> [AIM OF THE TASK]
Go line by line through the entries and show those that hold the string "axum".

**********

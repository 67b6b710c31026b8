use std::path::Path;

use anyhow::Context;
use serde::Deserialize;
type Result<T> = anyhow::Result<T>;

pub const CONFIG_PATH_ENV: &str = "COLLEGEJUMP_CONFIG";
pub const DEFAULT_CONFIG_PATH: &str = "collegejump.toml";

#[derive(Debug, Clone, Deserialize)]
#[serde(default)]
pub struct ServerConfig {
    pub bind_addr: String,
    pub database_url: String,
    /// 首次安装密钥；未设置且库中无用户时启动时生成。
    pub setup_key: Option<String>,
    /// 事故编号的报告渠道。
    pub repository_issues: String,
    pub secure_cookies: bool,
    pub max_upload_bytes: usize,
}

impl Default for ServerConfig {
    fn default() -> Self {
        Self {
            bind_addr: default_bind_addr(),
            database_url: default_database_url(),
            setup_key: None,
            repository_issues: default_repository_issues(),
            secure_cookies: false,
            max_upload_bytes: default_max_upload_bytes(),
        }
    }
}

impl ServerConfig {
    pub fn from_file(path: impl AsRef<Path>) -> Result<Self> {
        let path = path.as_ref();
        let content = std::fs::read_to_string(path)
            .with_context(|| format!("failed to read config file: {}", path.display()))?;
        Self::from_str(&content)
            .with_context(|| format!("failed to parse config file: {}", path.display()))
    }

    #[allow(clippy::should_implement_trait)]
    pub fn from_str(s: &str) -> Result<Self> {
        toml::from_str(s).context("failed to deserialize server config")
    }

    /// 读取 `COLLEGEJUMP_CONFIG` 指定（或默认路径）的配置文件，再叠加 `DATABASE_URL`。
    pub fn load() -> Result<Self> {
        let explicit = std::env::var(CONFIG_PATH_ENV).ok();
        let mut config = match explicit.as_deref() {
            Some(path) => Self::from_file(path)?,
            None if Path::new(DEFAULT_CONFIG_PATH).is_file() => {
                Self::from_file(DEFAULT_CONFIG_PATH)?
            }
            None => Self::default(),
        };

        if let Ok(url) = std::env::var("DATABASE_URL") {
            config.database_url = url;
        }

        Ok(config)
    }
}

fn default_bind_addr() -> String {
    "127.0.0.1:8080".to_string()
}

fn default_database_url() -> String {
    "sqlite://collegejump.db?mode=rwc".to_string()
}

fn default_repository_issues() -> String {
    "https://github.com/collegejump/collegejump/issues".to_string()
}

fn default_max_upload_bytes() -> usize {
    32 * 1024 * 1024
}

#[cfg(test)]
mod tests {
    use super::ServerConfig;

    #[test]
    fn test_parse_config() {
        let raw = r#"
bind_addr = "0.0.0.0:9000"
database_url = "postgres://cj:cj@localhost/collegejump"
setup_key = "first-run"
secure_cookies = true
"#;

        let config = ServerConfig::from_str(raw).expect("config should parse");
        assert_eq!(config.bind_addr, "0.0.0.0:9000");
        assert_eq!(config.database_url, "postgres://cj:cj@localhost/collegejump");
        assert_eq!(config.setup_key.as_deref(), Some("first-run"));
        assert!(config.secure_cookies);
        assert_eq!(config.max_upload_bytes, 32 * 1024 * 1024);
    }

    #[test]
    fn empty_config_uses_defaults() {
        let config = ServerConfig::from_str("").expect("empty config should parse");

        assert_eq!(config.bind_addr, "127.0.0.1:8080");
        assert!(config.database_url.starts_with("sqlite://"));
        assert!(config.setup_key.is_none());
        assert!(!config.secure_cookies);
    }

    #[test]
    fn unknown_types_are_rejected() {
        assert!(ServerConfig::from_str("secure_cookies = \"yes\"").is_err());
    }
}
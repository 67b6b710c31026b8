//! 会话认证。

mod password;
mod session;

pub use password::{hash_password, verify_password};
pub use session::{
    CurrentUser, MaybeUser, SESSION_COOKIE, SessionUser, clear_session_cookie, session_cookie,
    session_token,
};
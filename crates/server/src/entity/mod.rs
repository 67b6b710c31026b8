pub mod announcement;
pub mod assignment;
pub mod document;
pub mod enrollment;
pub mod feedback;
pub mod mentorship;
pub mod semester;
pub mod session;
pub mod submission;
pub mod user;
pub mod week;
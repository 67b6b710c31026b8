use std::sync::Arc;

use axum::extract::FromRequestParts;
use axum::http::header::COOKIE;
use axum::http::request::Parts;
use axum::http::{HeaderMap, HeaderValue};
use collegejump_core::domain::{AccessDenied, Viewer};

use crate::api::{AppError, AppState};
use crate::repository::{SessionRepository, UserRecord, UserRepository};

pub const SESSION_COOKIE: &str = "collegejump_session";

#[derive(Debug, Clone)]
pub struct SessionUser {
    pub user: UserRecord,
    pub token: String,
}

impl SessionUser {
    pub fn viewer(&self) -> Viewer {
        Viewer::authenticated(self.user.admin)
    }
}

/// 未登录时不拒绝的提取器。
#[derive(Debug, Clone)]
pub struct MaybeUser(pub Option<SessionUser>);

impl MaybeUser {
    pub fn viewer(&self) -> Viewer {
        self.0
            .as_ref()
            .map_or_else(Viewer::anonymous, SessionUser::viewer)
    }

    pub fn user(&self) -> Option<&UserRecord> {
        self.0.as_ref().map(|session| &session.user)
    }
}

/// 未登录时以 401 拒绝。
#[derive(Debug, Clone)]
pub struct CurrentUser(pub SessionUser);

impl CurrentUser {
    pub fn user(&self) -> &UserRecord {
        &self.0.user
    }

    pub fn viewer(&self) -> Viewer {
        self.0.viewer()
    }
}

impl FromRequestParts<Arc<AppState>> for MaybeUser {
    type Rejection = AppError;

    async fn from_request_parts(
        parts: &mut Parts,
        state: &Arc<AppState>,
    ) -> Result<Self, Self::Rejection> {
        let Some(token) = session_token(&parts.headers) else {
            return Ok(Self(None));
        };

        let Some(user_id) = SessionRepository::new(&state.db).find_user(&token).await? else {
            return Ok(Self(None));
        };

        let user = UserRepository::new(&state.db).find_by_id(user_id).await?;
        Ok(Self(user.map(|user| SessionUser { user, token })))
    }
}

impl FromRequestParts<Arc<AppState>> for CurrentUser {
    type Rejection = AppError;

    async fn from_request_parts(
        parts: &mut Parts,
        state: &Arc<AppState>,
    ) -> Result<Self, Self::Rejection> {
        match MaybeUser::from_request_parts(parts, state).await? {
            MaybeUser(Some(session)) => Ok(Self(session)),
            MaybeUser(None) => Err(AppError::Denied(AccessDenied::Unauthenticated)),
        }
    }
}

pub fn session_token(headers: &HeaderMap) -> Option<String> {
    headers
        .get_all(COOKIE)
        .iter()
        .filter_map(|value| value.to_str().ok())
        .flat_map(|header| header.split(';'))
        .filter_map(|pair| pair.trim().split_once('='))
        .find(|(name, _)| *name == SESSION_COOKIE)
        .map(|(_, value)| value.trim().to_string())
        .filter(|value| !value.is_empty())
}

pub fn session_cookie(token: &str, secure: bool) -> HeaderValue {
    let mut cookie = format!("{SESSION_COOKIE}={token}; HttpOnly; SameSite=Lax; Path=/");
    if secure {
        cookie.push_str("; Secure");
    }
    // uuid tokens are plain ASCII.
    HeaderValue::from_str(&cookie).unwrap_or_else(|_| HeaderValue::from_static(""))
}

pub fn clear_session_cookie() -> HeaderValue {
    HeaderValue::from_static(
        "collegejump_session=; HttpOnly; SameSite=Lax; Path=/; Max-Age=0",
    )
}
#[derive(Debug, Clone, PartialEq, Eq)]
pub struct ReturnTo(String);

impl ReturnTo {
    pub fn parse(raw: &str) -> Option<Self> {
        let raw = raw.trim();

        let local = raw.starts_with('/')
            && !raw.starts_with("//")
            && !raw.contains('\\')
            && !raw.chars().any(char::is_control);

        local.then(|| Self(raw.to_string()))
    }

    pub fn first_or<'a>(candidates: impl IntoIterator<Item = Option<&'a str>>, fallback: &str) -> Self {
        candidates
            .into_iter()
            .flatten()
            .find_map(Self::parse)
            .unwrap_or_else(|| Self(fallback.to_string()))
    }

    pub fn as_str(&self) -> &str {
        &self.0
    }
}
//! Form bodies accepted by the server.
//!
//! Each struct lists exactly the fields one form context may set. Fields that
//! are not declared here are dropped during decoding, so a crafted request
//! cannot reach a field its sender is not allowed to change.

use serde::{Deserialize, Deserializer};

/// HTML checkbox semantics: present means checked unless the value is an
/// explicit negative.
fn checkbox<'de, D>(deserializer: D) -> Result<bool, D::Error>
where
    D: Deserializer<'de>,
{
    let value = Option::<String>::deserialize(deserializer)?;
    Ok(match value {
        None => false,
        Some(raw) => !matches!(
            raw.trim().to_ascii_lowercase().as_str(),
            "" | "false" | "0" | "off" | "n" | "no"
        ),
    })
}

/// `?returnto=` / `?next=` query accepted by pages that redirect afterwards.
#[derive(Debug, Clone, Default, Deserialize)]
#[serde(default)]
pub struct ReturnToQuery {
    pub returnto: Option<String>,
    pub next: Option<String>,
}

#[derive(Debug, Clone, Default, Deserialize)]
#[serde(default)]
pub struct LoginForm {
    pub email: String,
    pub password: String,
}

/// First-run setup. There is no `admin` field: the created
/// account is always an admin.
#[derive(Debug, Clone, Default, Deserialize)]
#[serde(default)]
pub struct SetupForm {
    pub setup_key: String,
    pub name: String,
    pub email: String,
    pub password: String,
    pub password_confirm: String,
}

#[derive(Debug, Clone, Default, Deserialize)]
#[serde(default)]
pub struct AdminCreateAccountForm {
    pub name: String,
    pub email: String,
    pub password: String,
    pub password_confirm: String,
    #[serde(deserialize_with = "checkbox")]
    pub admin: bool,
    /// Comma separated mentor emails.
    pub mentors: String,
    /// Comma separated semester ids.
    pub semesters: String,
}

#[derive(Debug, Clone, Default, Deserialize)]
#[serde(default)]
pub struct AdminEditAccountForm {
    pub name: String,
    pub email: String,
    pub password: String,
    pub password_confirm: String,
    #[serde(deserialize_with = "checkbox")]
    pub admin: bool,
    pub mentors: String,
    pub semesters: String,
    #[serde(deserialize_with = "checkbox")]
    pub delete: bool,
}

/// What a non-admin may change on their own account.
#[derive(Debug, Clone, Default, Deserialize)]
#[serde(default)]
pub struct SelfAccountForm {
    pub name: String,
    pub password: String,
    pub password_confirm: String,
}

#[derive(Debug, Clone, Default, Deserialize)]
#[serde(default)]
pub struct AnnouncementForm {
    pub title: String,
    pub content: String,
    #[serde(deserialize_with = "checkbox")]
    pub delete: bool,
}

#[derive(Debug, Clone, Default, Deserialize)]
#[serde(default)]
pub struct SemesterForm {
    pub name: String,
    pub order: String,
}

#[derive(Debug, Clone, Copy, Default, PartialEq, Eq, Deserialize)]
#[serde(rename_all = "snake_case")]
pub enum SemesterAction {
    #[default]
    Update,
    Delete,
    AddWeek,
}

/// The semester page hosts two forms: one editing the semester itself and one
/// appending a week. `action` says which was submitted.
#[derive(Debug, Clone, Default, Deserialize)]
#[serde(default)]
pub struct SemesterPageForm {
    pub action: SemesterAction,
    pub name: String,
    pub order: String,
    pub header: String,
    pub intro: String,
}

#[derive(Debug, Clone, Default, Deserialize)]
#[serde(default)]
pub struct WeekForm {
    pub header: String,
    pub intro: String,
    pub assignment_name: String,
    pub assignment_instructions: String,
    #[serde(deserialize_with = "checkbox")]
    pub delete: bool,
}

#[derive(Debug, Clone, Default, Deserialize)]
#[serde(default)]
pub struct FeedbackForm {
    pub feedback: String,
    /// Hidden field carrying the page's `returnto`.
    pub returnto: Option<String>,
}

**********

> [TASK ANSWER]
use axum::extract::FromRequestParts;
use axum::http::header::COOKIE;
use axum::http::request::Parts;
use axum::http::{HeaderMap, HeaderValue};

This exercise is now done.